We research all brands listed and may earn a fee from our partners. Research and financial considerations may influence how brands are displayed. Not all brands are included. Learn more.

By:
Published: Jul 31, 2020 5 min read
Shutterstock

With no clear end to the coronavirus pandemic in sight, young Americans who made temporary moves in March and April are now thinking about more permanent housing options.

A new Money/Morning Consult poll shows that 39% of 18 to 34 year olds say they are considering moving out of their current home in the next year. According to the U.S. Census Bureau, in a typical year about 29% of people in this age group move, compared to 15% of the broader population. Mobility tends to go down in an economic downturn, but the pandemic appears to be radically altering this trend.

Money and Morning Consult conducted a national survey of 2,200 adults in mid-July. We asked about recent or upcoming housing decisions such as buying a home, moving out of a residence, or refinancing a mortgage. We also looked at what extent current events are impacting American’s thoughts about moving.

Overall 69% of Americans say the coronavirus pandemic has influenced their living situation. Sixty-one percent say the same of the economic downturn, while 34% say historically low mortgage rates have them on the move or thinking about it. Across every category, the youngest adults were the most likely to say they are feeling an impact.

Existing research indicates young people were most likely to be displaced in the early months of the pandemic. College students were told to move out of campus housing. Twenty-somethings left apartments and roommates to work from their childhood bedrooms. Thirty-somethings rushed to secure suburban rentals so their children could play outside. Seventy-six percent of young Americans told us that the health crisis is changing their needs or circumstances.

Responses from people in the 35 to 44 year old age group were similar to the youngest adults, but older Americans were much less likely to say their living situation has changed due to COVID. In fact, 43% of seniors say the coronavirus has had no impact on their living situation at all. Older people, after all, are more likely to own a home, to have substantial equity in it, and to have roots in a community.
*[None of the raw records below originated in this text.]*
//! Fixed-size big-endian records shared by both encodings.

use binrw::binrw;
use sa_ir::{
    Arpeggio, Envelope, Instrument, Note, SampleInfo, Song, SynthEffect, Vibrato, Voice,
    ARPEGGIO_STEPS, INSTRUMENT_NAME_LEN, SAMPLE_NAME_LEN,
};

#[binrw]
#[brw(big)]
#[derive(Clone, Copy, Debug, PartialEq, Eq)]
pub(crate) struct SongRecord {
    speed: u16,
    pattern_length: u16,
    start_pos: u16,
    stop_pos: u16,
    repeat_pos: u16,
    irqps: u16,
}

impl From<SongRecord> for Song {
    fn from(r: SongRecord) -> Self {
        Song {
            speed: r.speed,
            pattern_length: r.pattern_length,
            start_pos: r.start_pos,
            stop_pos: r.stop_pos,
            repeat_pos: r.repeat_pos,
            irqps: r.irqps,
        }
    }
}

impl From<&Song> for SongRecord {
    fn from(s: &Song) -> Self {
        SongRecord {
            speed: s.speed,
            pattern_length: s.pattern_length,
            start_pos: s.start_pos,
            stop_pos: s.stop_pos,
            repeat_pos: s.repeat_pos,
            irqps: s.irqps,
        }
    }
}

#[binrw]
#[brw(big)]
#[derive(Clone, Copy, Debug, PartialEq, Eq)]
pub(crate) struct VoiceRecord {
    note_address: u16,
    sound_transpose: i8,
    note_transpose: i8,
}

impl From<VoiceRecord> for Voice {
    fn from(r: VoiceRecord) -> Self {
        Voice {
            note_address: r.note_address,
            sound_transpose: r.sound_transpose,
            note_transpose: r.note_transpose,
        }
    }
}

impl From<&Voice> for VoiceRecord {
    fn from(v: &Voice) -> Self {
        VoiceRecord {
            note_address: v.note_address,
            sound_transpose: v.sound_transpose,
            note_transpose: v.note_transpose,
        }
    }
}

#[binrw]
#[brw(big)]
#[derive(Clone, Copy, Debug, PartialEq, Eq)]
pub(crate) struct NoteRecord {
    value: u8,
    instrument: u8,
    flags: u8,
    info: u8,
}

impl From<NoteRecord> for Note {
    fn from(r: NoteRecord) -> Self {
        Note {
            value: r.value,
            instrument: r.instrument,
            flags: r.flags,
            info: r.info,
        }
    }
}

impl From<&Note> for NoteRecord {
    fn from(n: &Note) -> Self {
        NoteRecord {
            value: n.value,
            instrument: n.instrument,
            flags: n.flags,
            info: n.info,
        }
    }
}

#[binrw]
#[brw(big)]
#[derive(Clone, Copy, Debug, PartialEq, Eq)]
pub(crate) struct ArpeggioRecord {
    length: u8,
    repeat: u8,
    steps: [i8; ARPEGGIO_STEPS],
}

#[binrw]
#[brw(big)]
#[derive(Clone, Copy, Debug, PartialEq, Eq)]
pub(crate) struct EnvelopeRecord {
    wave: u16,
    delay: u16,
    length: u16,
    repeat: u16,
}

/// The 152-byte instrument layout.
#[binrw]
#[brw(big)]
#[derive(Clone, Debug, PartialEq, Eq)]
pub(crate) struct InstrumentRecord {
    synth_mode: u16,
    wave_index: u16,
    length: u16,
    repeat: u16,
    reserved_a: [u8; 8],
    volume: u16,
    fine_tuning: i16,
    portamento: u16,
    vibrato_delay: u16,
    vibrato_speed: u16,
    vibrato_level: u16,
    amf: EnvelopeRecord,
    adsr: EnvelopeRecord,
    sustain_point: u16,
    sustain_value: u16,
    reserved_b: [u8; 16],
    effect_arg1: u16,
    effect: u16,
    effect_arg2: u16,
    effect_arg3: u16,
    effect_delay: u16,
    arpeggios: [ArpeggioRecord; 3],
    name: [u8; INSTRUMENT_NAME_LEN],
}

fn envelope(r: EnvelopeRecord) -> Envelope {
    Envelope {
        wave: r.wave,
        delay: r.delay,
        length: r.length,
        repeat: r.repeat,
    }
}

fn envelope_record(e: &Envelope) -> EnvelopeRecord {
    EnvelopeRecord {
        wave: e.wave,
        delay: e.delay,
        length: e.length,
        repeat: e.repeat,
    }
}

impl From<InstrumentRecord> for Instrument {
    fn from(r: InstrumentRecord) -> Self {
        Instrument {
            synth_mode: r.synth_mode,
            wave_index: r.wave_index,
            length: r.length,
            repeat: r.repeat,
            reserved_a: r.reserved_a,
            volume: r.volume,
            fine_tuning: r.fine_tuning,
            portamento: r.portamento,
            vibrato: Vibrato {
                delay: r.vibrato_delay,
                speed: r.vibrato_speed,
                level: r.vibrato_level,
            },
            amf: envelope(r.amf),
            adsr: envelope(r.adsr),
            sustain_point: r.sustain_point,
            sustain_value: r.sustain_value,
            reserved_b: r.reserved_b,
            effect: SynthEffect::from_number(r.effect),
            effect_args: [r.effect_arg1, r.effect_arg2, r.effect_arg3],
            effect_delay: r.effect_delay,
            arpeggios: r.arpeggios.map(|a| Arpeggio {
                length: a.length,
                repeat: a.repeat,
                steps: a.steps,
            }),
            name: r.name,
        }
    }
}

impl From<&Instrument> for InstrumentRecord {
    fn from(i: &Instrument) -> Self {
        InstrumentRecord {
            synth_mode: i.synth_mode,
            wave_index: i.wave_index,
            length: i.length,
            repeat: i.repeat,
            reserved_a: i.reserved_a,
            volume: i.volume,
            fine_tuning: i.fine_tuning,
            portamento: i.portamento,
            vibrato_delay: i.vibrato.delay,
            vibrato_speed: i.vibrato.speed,
            vibrato_level: i.vibrato.level,
            amf: envelope_record(&i.amf),
            adsr: envelope_record(&i.adsr),
            sustain_point: i.sustain_point,
            sustain_value: i.sustain_value,
            reserved_b: i.reserved_b,
            effect_arg1: i.effect_args[0],
            effect: i.effect.number(),
            effect_arg2: i.effect_args[1],
            effect_arg3: i.effect_args[2],
            effect_delay: i.effect_delay,
            arpeggios: i.arpeggios.map(|a| ArpeggioRecord {
                length: a.length,
                repeat: a.repeat,
                steps: a.steps,
            }),
            name: i.name,
        }
    }
}

/// The 38-byte sample info block of the SD8B chunk.
#[binrw]
#[brw(big)]
#[derive(Clone, Copy, Debug, PartialEq, Eq)]
pub(crate) struct SampleInfoRecord {
    length: u16,
    repeat: u16,
    name: [u8; SAMPLE_NAME_LEN],
    reserved: [u8; 4],
}

impl From<SampleInfoRecord> for SampleInfo {
    fn from(r: SampleInfoRecord) -> Self {
        SampleInfo {
            length: r.length,
            repeat: r.repeat,
            name: r.name,
            reserved: r.reserved,
        }
    }
}

impl From<&SampleInfo> for SampleInfoRecord {
    fn from(i: &SampleInfo) -> Self {
        SampleInfoRecord {
            length: i.length,
            repeat: i.repeat,
            name: i.name,
            reserved: i.reserved,
        }
    }
}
About 30% of 18 to 34 year olds say they are considering purchasing a home—compared to just 18% of respondents overall—almost the exact same number that say they decided to postpone buying. That seeming contradiction—between people moving forward and halting buying—may reflect the stark difference in how people are experiencing the current moment.

For people with steady employment and the ability to work from home, there is evidence the last few months have presented an opportunity to save, maybe pay off some debt and improve their credit scores. These people are more likely to have location flexibility with their work, let alone the resources, to take advantage of historically low mortgage rates.

The survey, conducted the same week the average interest rate on a 30-year fixed rate mortgage crossed below 3% for the first time, shows that 48% of 18 to 34 year olds say low rates are playing a role in their thinking about housing. That’s more than any other age group.

An even larger share of young people, however, say the job market is influencing their living situation. Sixty-six percent say the current job market is having some impact, compared to 48% of adults overall.

According to the Bureau of Labor Statistics, in June the overall unemployment rate was 11.1%. (That’s down from the April peak but still higher than any other period since the Great Depression). For 25 to 34 year olds the rate was 11.7%. For 20 to 24 year olds it was a stunning 19.8%.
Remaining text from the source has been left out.